Fast and narrow on the I/O is best accomplished by the multi-gigabit transceivers (MGT). With rates from ~600 Mb/s to 28 Gb/s (depending on device in the 7 series), that is a whole lot of bits which very effectively use only four pins (differential receive pair, and differential transmit pair). The input/output sides of the MGT appear as 16 or more bits in parallel to the device fabric, so immediately the MGT helps get you to a slower and wider solution which better fits the FPGA device.
Another common use case is memory. DDR memory uses the single ended I/O pins, so for large bandwidths one is forced to go to wide data words. For example, White Paper 383, Achieving High Performance DDR3 Data Rates in Virtex-7 and Kintex-7FPGAs,
details how rates of up to 1.866 Gb/s per I/O pin on the DDR memories is possible.

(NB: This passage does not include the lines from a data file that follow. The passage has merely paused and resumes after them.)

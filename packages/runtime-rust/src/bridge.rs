//! Bridge lifecycle and host entry points.
//!
//! [`BridgeBuilder::build`] allocates the worker runtime, composes plugin
//! registries, and wires dispatcher, task manager, emitter and observers
//! together. The resulting [`Bridge`] owns the runtime; [`BridgeHandle`] is
//! the cheap, cloneable view handed to plugins and host glue.

use std::ops::Deref;
use std::sync::Arc;

use anyhow::Context as _;
use extcall_core::{write_output, Envelope, ReturnCode, Value};
use tokio::runtime::{Handle, Runtime};
use tracing::{info, warn};

use crate::service::callback::{CallbackEmitter, HostCallback};
use crate::service::config::BridgeConfig;
use crate::service::observer::{LifecycleEvent, LifecycleObserver, ObserverSet};
use crate::service::registry::{ExtensionPlugin, OperationRegistry};
use crate::service::router::Dispatcher;

// ---------------------------------------------------------------------------
// BridgeBuilder
// ---------------------------------------------------------------------------

/// Collects plugins, observers and the host callback before startup.
pub struct BridgeBuilder {
    config: BridgeConfig,
    plugins: Vec<Arc<dyn ExtensionPlugin>>,
    observers: Vec<Arc<dyn LifecycleObserver>>,
    callback: Option<Arc<dyn HostCallback>>,
}

impl BridgeBuilder {
    #[must_use]
    pub fn plugin(mut self, plugin: impl ExtensionPlugin) -> Self {
        self.plugins.push(Arc::new(plugin));
        self
    }

    #[must_use]
    pub fn observer(mut self, observer: Arc<dyn LifecycleObserver>) -> Self {
        self.observers.push(observer);
        self
    }

    #[must_use]
    pub fn callback(mut self, callback: Arc<dyn HostCallback>) -> Self {
        self.callback = Some(callback);
        self
    }

    /// Starts the worker runtime and registers every plugin.
    ///
    /// Operation names claimed by an earlier plugin stay with that plugin;
    /// the collision is logged. Each plugin's `on_start` hook is spawned once
    /// the bridge is assembled.
    ///
    /// # Errors
    ///
    /// Returns an error if the runtime cannot be created or a plugin fails to
    /// register its own operations.
    pub fn build(self) -> anyhow::Result<Bridge> {
        let config = self.config;
        let runtime = tokio::runtime::Builder::new_multi_thread()
            .worker_threads(config.worker_threads.max(1))
            .thread_name(format!("{}-worker", config.extension_name))
            .enable_all()
            .build()
            .context("building worker runtime")?;
        let handle = runtime.handle().clone();

        let observers = Arc::new(ObserverSet::new(self.observers, Some(handle.clone())));
        let emitter = Arc::new(CallbackEmitter::new(
            config.extension_name.as_str(),
            Arc::clone(&observers),
        ));
        if let Some(callback) = self.callback {
            emitter.set_callback(callback);
        }

        let registry = Arc::new(OperationRegistry::new());
        for plugin in &self.plugins {
            let scoped = OperationRegistry::new();
            plugin
                .register(&scoped)
                .with_context(|| format!("registering plugin '{}'", plugin.name()))?;
            match registry.compose(&scoped) {
                Ok(()) => info!(plugin = plugin.name(), operations = scoped.len(), "plugin registered"),
                Err(err) => warn!(
                    plugin = plugin.name(),
                    error = %err,
                    "operation name collision, keeping the earlier registration"
                ),
            }
        }

        let tasks = crate::service::worker::AsyncTaskManager::new(
            handle.clone(),
            Arc::clone(&emitter),
            Arc::clone(&observers),
            config.max_in_flight,
        );
        let dispatcher = Dispatcher::new(registry, tasks, Arc::clone(&observers), handle.clone());

        info!(
            extension = %config.extension_name,
            version = %config.version,
            operations = dispatcher.registry().len(),
            "bridge started"
        );

        let bridge = BridgeHandle(Arc::new(Inner {
            config,
            dispatcher,
            emitter,
            observers,
            handle: handle.clone(),
        }));

        for plugin in self.plugins {
            let bridge = bridge.clone();
            handle.spawn(async move {
                if let Err(err) = plugin.on_start(bridge).await {
                    warn!(plugin = plugin.name(), error = %err, "plugin start hook failed");
                }
            });
        }

        Ok(Bridge {
            runtime: Some(runtime),
            handle: bridge,
        })
    }
}

// ---------------------------------------------------------------------------
// Bridge
// ---------------------------------------------------------------------------

/// A running bridge. Dropping it cancels outstanding async work and shuts
/// the worker runtime down without waiting.
///
/// Entry points are available through `Deref<Target = BridgeHandle>`.
pub struct Bridge {
    runtime: Option<Runtime>,
    handle: BridgeHandle,
}

impl Bridge {
    #[must_use]
    pub fn builder(config: BridgeConfig) -> BridgeBuilder {
        BridgeBuilder {
            config,
            plugins: Vec::new(),
            observers: Vec::new(),
            callback: None,
        }
    }

    #[must_use]
    pub fn handle(&self) -> BridgeHandle {
        self.handle.clone()
    }
}

impl Deref for Bridge {
    type Target = BridgeHandle;

    fn deref(&self) -> &BridgeHandle {
        &self.handle
    }
}

impl Drop for Bridge {
    fn drop(&mut self) {
        self.handle.shutdown();
        if let Some(runtime) = self.runtime.take() {
            runtime.shutdown_background();
        }
    }
}

// ---------------------------------------------------------------------------
// BridgeHandle
// ---------------------------------------------------------------------------

struct Inner {
    config: BridgeConfig,
    dispatcher: Dispatcher,
    emitter: Arc<CallbackEmitter>,
    observers: Arc<ObserverSet>,
    handle: Handle,
}

/// Cloneable access to the bridge's entry points.
///
/// The `call*` and `invoke` entry points must not be called from inside the
/// worker runtime.
#[derive(Clone)]
pub struct BridgeHandle(Arc<Inner>);

impl BridgeHandle {
    /// Dispatches a request and returns the reply envelope.
    pub fn invoke<S: AsRef<str>>(&self, function: &str, args: &[S]) -> Envelope {
        self.0.dispatcher.invoke(function, args)
    }

    /// Dispatches an argument-less request, writing the reply into `out`.
    pub fn call(&self, function: &str, out: &mut [u8]) -> ReturnCode {
        self.call_with_args::<&str>(function, &[], out)
    }

    /// Dispatches a request, writing the reply into `out` (truncated to
    /// `out.len() - 1` bytes and NUL-terminated).
    pub fn call_with_args<S: AsRef<str>>(
        &self,
        function: &str,
        args: &[S],
        out: &mut [u8],
    ) -> ReturnCode {
        let envelope = self.invoke(function, args);
        write_output(out, &envelope.to_reply());
        envelope.code
    }

    /// Writes the version string into `out`. Returns the bytes written.
    pub fn version(&self, out: &mut [u8]) -> usize {
        let version = &self.0.config.version;
        self.0
            .observers
            .notify(LifecycleEvent::Version(version.clone()));
        write_output(out, version)
    }

    /// Pushes an unsolicited message to the host.
    pub fn send_to_host(&self, function: &str, payload: &[Value]) -> bool {
        self.0.emitter.send_to_host(function, payload)
    }

    /// Cancels a tracked async invocation.
    pub fn cancel(&self, token: &str) -> bool {
        self.0.dispatcher.tasks().cancel(token).is_ok()
    }

    /// Installs or replaces the host delivery primitive.
    pub fn register_callback(&self, callback: Arc<dyn HostCallback>) {
        self.0.emitter.set_callback(callback);
    }

    #[must_use]
    pub fn registry(&self) -> &OperationRegistry {
        self.0.dispatcher.registry()
    }

    #[must_use]
    pub fn config(&self) -> &BridgeConfig {
        &self.0.config
    }

    /// Tracked async invocations still pending or running.
    #[must_use]
    pub fn in_flight(&self) -> usize {
        self.0.dispatcher.tasks().in_flight()
    }

    /// Handle of the worker runtime, for spawning host-side work.
    #[must_use]
    pub fn runtime(&self) -> &Handle {
        &self.0.handle
    }

    /// Stops accepting async work and cancels everything outstanding.
    /// Cancelled invocations emit nothing afterwards.
    pub fn shutdown(&self) {
        let tasks = self.0.dispatcher.tasks();
        if tasks.is_accepting() {
            tasks.shutdown();
        }
    }
}

// ---------------------------------------------------------------------------
// Tests
// ---------------------------------------------------------------------------

#[cfg(test)]
mod tests {
    use std::time::Duration;

    use async_trait::async_trait;
    use extcall_core::{ParamType, Status};
    use parking_lot::Mutex;

    use super::*;
    use crate::service::callback::DeliveryError;
    use crate::service::operation::{OperationDescriptor, Outcome, RegistryError};

    struct Ping {
        name: &'static str,
        answer: f64,
    }

    #[async_trait]
    impl ExtensionPlugin for Ping {
        fn name(&self) -> &'static str {
            self.name
        }

        fn register(&self, registry: &OperationRegistry) -> Result<(), RegistryError> {
            let answer = self.answer;
            registry.register(
                OperationDescriptor::builder("Ping")
                    .param("n", ParamType::Number)
                    .handler(move |args, _| Ok((args.number(0)? + answer).into())),
            )
        }

        async fn on_start(&self, bridge: BridgeHandle) -> anyhow::Result<()> {
            bridge.send_to_host("started", &[Value::from(self.name)]);
            Ok(())
        }
    }

    struct Broken;

    #[async_trait]
    impl ExtensionPlugin for Broken {
        fn name(&self) -> &'static str {
            "broken"
        }

        fn register(&self, registry: &OperationRegistry) -> Result<(), RegistryError> {
            registry.register(
                OperationDescriptor::builder("")
                    .handler(|_, _| Ok(Outcome::Ready(Value::Null))),
            )
        }
    }

    type Deliveries = Arc<Mutex<Vec<(String, String)>>>;

    fn recorder() -> (Arc<dyn HostCallback>, Deliveries) {
        let log: Deliveries = Arc::new(Mutex::new(Vec::new()));
        let sink = Arc::clone(&log);
        let callback: Arc<dyn HostCallback> =
            Arc::new(move |_: &str, tag: &str, body: &str| -> Result<(), DeliveryError> {
                sink.lock().push((tag.to_string(), body.to_string()));
                Ok(())
            });
        (callback, log)
    }

    fn small_config() -> BridgeConfig {
        BridgeConfig {
            worker_threads: 2,
            ..BridgeConfig::default()
        }
    }

    #[test]
    fn version_is_written_to_buffer() {
        let bridge = Bridge::builder(BridgeConfig {
            version: "1.2.3".into(),
            ..small_config()
        })
        .build()
        .unwrap();

        let mut out = [0u8; 16];
        assert_eq!(bridge.version(&mut out), 5);
        assert_eq!(&out[..6], b"1.2.3\0");
    }

    #[test]
    fn first_plugin_wins_on_collision() {
        let bridge = Bridge::builder(small_config())
            .plugin(Ping { name: "first", answer: 1.0 })
            .plugin(Ping { name: "second", answer: 100.0 })
            .build()
            .unwrap();

        assert_eq!(bridge.registry().len(), 1);
        assert_eq!(
            bridge.invoke("Ping", &["1"]).to_reply(),
            r#"["SUCCESS",[2]]"#
        );
    }

    #[test]
    fn plugin_registration_failure_aborts_build() {
        let err = Bridge::builder(small_config()).plugin(Broken).build().err().unwrap();
        assert!(format!("{err:#}").contains("registering plugin 'broken'"));
    }

    #[test]
    fn start_hooks_run_after_build() {
        let (callback, log) = recorder();
        let _bridge = Bridge::builder(small_config())
            .plugin(Ping { name: "first", answer: 1.0 })
            .callback(callback)
            .build()
            .unwrap();

        for _ in 0..400 {
            if !log.lock().is_empty() {
                break;
            }
            std::thread::sleep(Duration::from_millis(5));
        }
        assert_eq!(
            log.lock().clone(),
            vec![("started".to_string(), r#"["first"]"#.to_string())]
        );
    }

    #[test]
    fn call_truncates_reply_and_returns_code() {
        let bridge = Bridge::builder(small_config())
            .plugin(Ping { name: "p", answer: 0.5 })
            .build()
            .unwrap();

        let mut out = [0u8; 8];
        let code = bridge.call_with_args("Ping", &["1"], &mut out);
        assert_eq!(code, ReturnCode::Success);
        assert_eq!(&out, b"[\"SUCCE\0");

        let mut out = [0u8; 64];
        assert_eq!(bridge.call("Nope", &mut out), ReturnCode::InvalidMethod);
    }

    #[test]
    fn shutdown_refuses_async_work() {
        let bridge = Bridge::builder(small_config())
            .plugin(Ping { name: "p", answer: 0.0 })
            .build()
            .unwrap();
        bridge.shutdown();
        bridge.shutdown();
        assert_eq!(bridge.invoke("Ping|1", &["1"]).status, Status::AsyncFailed);
        assert_eq!(bridge.in_flight(), 0);
    }

    #[test]
    fn register_callback_after_build() {
        let bridge = Bridge::builder(small_config()).build().unwrap();
        assert!(!bridge.send_to_host("x", &[]));
        let (callback, log) = recorder();
        bridge.register_callback(callback);
        assert!(bridge.send_to_host("x", &[Value::from(true)]));
        assert_eq!(log.lock()[0], ("x".to_string(), "[true]".to_string()));
    }
}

Thus, with a 144 bit wide data path, using the error check and correct blocks in block RAMs (the block RAM bits go unused as just the ECC logic is used), one is able to achieve a tremendous bandwidth on the memory channel: 144 * 1.866 Gb/s or 240 Gb/s of usable bandwidth (30 gigabytes per second). Similarly, even wider memory words are capable of providing rates which allow processing 40 Gb/s, and even 100 Gb/s Ethernet traffic today.
So, the next time you wonder “how fast can I go,” understand that you may have asked yourself the wrong question. The question is really, “what architecture (data path width) should I chose that is best suited to solve my problem in a Xilinx FPGA device?” You can always ask “how fast will it go?” later, once you have at least given yourself a fighting chance to succeed.